Le monde de Shin Zero, dont le deuxième tome vient de paraître, c’est un Japon qui a connu les invasions de kaijus, vaincus par les sentai, ces derniers sont devenus au fil des décennies le symbole d’une jeunesse précarisée. Jusqu’au moment où la menace revient sous une forme inattendue.
Shin Zero, c’est à la fois un hommage au sentai, des histoires d’équipes de héros au costumes colorés qui combattent des monstres, et aussi une modernisation du thème. Précarisation par ubérisation, crises environnementales, ce monde ressemble beaucoup au nôtre.
Et si l’action de ce deuxième tome se déroule quatre ans après le premier, les choses ont beaucoup changé pour les cinq colocataires: l’un est devenu un héros, un autre cherche à le devenir et les autres oscillent entre doutes et désillusions. Une grande parties des histoires de ce tome 2 tournent d’ailleurs autour du quotidien de ces « héros à louer » et de leurs fêlures plus ou moins sordides.



On retrouve ici Mathieu Bablet au scénario et Guillaume Singelin au dessin.
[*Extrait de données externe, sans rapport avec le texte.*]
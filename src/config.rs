// ============================================================================
// CONFIG - Red NEAR y contrato, resueltos en tiempo de compilación
// ============================================================================

use std::fmt;

use serde::{Deserialize, Serialize};
use serde_json::{json, Value};

use crate::error::WalletError;

/// Red NEAR soportada por el selector
#[derive(Debug, Clone, PartialEq, Eq, Hash, Serialize, Deserialize)]
#[serde(from = "String", into = "String")]
pub enum NetworkId {
    Testnet,
    Mainnet,
    Other(String),
}

impl NetworkId {
    pub fn as_str(&self) -> &str {
        match self {
            NetworkId::Testnet => "testnet",
            NetworkId::Mainnet => "mainnet",
            NetworkId::Other(id) => id,
        }
    }

    /// Nodo JSON-RPC público de la red
    pub fn default_node_url(&self) -> Option<&'static str> {
        match self {
            NetworkId::Testnet => Some("https://rpc.testnet.near.org"),
            NetworkId::Mainnet => Some("https://rpc.mainnet.near.org"),
            NetworkId::Other(_) => None,
        }
    }

    pub fn helper_url(&self) -> Option<&'static str> {
        match self {
            NetworkId::Testnet => Some("https://helper.testnet.near.org"),
            NetworkId::Mainnet => Some("https://helper.mainnet.near.org"),
            NetworkId::Other(_) => None,
        }
    }

    pub fn explorer_url(&self) -> Option<&'static str> {
        match self {
            NetworkId::Testnet => Some("https://testnet.nearblocks.io"),
            NetworkId::Mainnet => Some("https://nearblocks.io"),
            NetworkId::Other(_) => None,
        }
    }

    pub fn indexer_url(&self) -> Option<&'static str> {
        match self {
            NetworkId::Testnet => Some("https://testnet-api.kitwallet.app"),
            NetworkId::Mainnet => Some("https://api.kitwallet.app"),
            NetworkId::Other(_) => None,
        }
    }
}

impl From<String> for NetworkId {
    fn from(value: String) -> Self {
        match value.trim().to_ascii_lowercase().as_str() {
            "testnet" => NetworkId::Testnet,
            "mainnet" => NetworkId::Mainnet,
            _ => NetworkId::Other(value.trim().to_string()),
        }
    }
}

impl From<&str> for NetworkId {
    fn from(value: &str) -> Self {
        NetworkId::from(value.to_string())
    }
}

impl From<NetworkId> for String {
    fn from(value: NetworkId) -> Self {
        value.as_str().to_string()
    }
}

impl fmt::Display for NetworkId {
    fn fmt(&self, f: &mut fmt::Formatter<'_>) -> fmt::Result {
        f.write_str(self.as_str())
    }
}

/// Entrada de configuración de red que consume el inicializador de sesión
#[derive(Debug, Clone, PartialEq, Eq, Serialize, Deserialize)]
pub struct WalletConfig {
    pub network_id: NetworkId,
    /// Contrato para el que se solicita la access key en el login
    pub create_access_key_for: String,
    /// Nodo JSON-RPC alternativo (None = el de la red)
    pub node_url: Option<String>,
}

impl WalletConfig {
    pub fn new(network_id: impl Into<NetworkId>, create_access_key_for: impl Into<String>) -> Self {
        Self {
            network_id: network_id.into(),
            create_access_key_for: create_access_key_for.into(),
            node_url: None,
        }
    }

    pub fn with_node_url(mut self, node_url: impl Into<String>) -> Self {
        self.node_url = Some(node_url.into());
        self
    }

    /// Valor `network` que se pasa a `setupWalletSelector`, serializado a JSON.
    ///
    /// Sin nodo propio basta el id de la red; con nodo propio el selector
    /// necesita el objeto completo, así que el resto de URLs salen de la red.
    pub fn selector_network_json(&self) -> Result<String, WalletError> {
        let network: Value = match &self.node_url {
            None => json!(self.network_id.as_str()),
            Some(node_url) => json!({
                "networkId": self.network_id.as_str(),
                "nodeUrl": node_url,
                "helperUrl": self.network_id.helper_url().unwrap_or_default(),
                "explorerUrl": self.network_id.explorer_url().unwrap_or_default(),
                "indexerUrl": self.network_id.indexer_url().unwrap_or_default(),
            }),
        };
        Ok(serde_json::to_string(&network)?)
    }
}

#[derive(Debug, Clone, Serialize, Deserialize)]
pub struct AppConfig {
    pub network_id: NetworkId,
    pub contract_id: String,
    pub node_url: Option<String>,
    pub enable_logging: bool,
}

impl Default for AppConfig {
    fn default() -> Self {
        Self {
            network_id: NetworkId::Testnet,
            contract_id: "project-factory.testnet".to_string(),
            node_url: None,
            enable_logging: true,
        }
    }
}

impl AppConfig {
    /// Carga la configuración desde variables de entorno en tiempo de compilación
    pub fn from_env() -> Self {
        let defaults = Self::default();
        Self {
            network_id: option_env!("NEAR_NETWORK_ID")
                .map(NetworkId::from)
                .unwrap_or(defaults.network_id),
            contract_id: option_env!("NEAR_CONTRACT_ID")
                .map(str::to_string)
                .unwrap_or(defaults.contract_id),
            node_url: option_env!("NEAR_NODE_URL")
                .filter(|url| !url.trim().is_empty())
                .map(str::to_string),
            enable_logging: option_env!("ENABLE_LOGGING")
                .unwrap_or("true")
                .parse()
                .unwrap_or(true),
        }
    }

    pub fn wallet_config(&self) -> WalletConfig {
        WalletConfig {
            network_id: self.network_id.clone(),
            create_access_key_for: self.contract_id.clone(),
            node_url: self.node_url.clone(),
        }
    }

    pub fn is_logging_enabled(&self) -> bool {
        self.enable_logging
    }
}

// Configuración global estática (inmutable)
lazy_static::lazy_static! {
    pub static ref CONFIG: AppConfig = AppConfig::from_env();
}

#[cfg(test)]
mod tests {
    use super::*;

    #[test]
    fn network_id_parses_known_and_custom_ids() {
        assert_eq!(NetworkId::from("testnet"), NetworkId::Testnet);
        assert_eq!(NetworkId::from(" MAINNET "), NetworkId::Mainnet);
        assert_eq!(NetworkId::from("localnet"), NetworkId::Other("localnet".into()));
        assert_eq!(NetworkId::Other("localnet".into()).default_node_url(), None);
        assert_eq!(
            NetworkId::Mainnet.default_node_url(),
            Some("https://rpc.mainnet.near.org")
        );
    }

    #[test]
    fn network_id_serializes_as_plain_string() {
        let json = serde_json::to_string(&NetworkId::Testnet).unwrap();
        assert_eq!(json, "\"testnet\"");
        let parsed: NetworkId = serde_json::from_str("\"mainnet\"").unwrap();
        assert_eq!(parsed, NetworkId::Mainnet);
    }

    #[test]
    fn selector_network_is_the_bare_id_without_override() {
        let config = WalletConfig::new("testnet", "factory.testnet");
        assert_eq!(config.selector_network_json().unwrap(), "\"testnet\"");
    }

    #[test]
    fn selector_network_is_a_full_object_with_node_override() {
        let config = WalletConfig::new("testnet", "factory.testnet")
            .with_node_url("https://rpc.example.org");
        let value: Value = serde_json::from_str(&config.selector_network_json().unwrap()).unwrap();
        assert_eq!(value["networkId"], "testnet");
        assert_eq!(value["nodeUrl"], "https://rpc.example.org");
        assert_eq!(value["helperUrl"], "https://helper.testnet.near.org");
    }

    #[test]
    fn app_config_maps_contract_to_access_key_target() {
        let config = AppConfig::default();
        let wallet = config.wallet_config();
        assert_eq!(wallet.create_access_key_for, config.contract_id);
        assert_eq!(wallet.network_id, NetworkId::Testnet);
    }
}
Si ce dernier continue à jouer avec un trait noir et blanc très inspiré par les mangas – avec des pointes de couleurs pour les sentai – on trouve également un clin d’œil appuyé, non pas aux séries originales, mais à leur adaptation française: même si l’histoire se passe au Japon, quasiment tous les personnages principaux ont des noms français.
Dans ce deuxième tome, Shin Zero prend un tournant nettement plus sombre, d’abord par la détérioration des relations entre les protagonistes, puis par la menace environnementale qui s’annonce et qui ne pourra pas être arrêtée seulement par de valeureux jeunes gens en costumes – ou par des méchas.
Souvent, le deuxième tome d’une trilogie a un côté « ventre mou », mais pas ici. On est plus dans une descente aux abysses, qui laisse présumer d’un final apocalyptique. Mais jusqu’à présent, c’est du solide!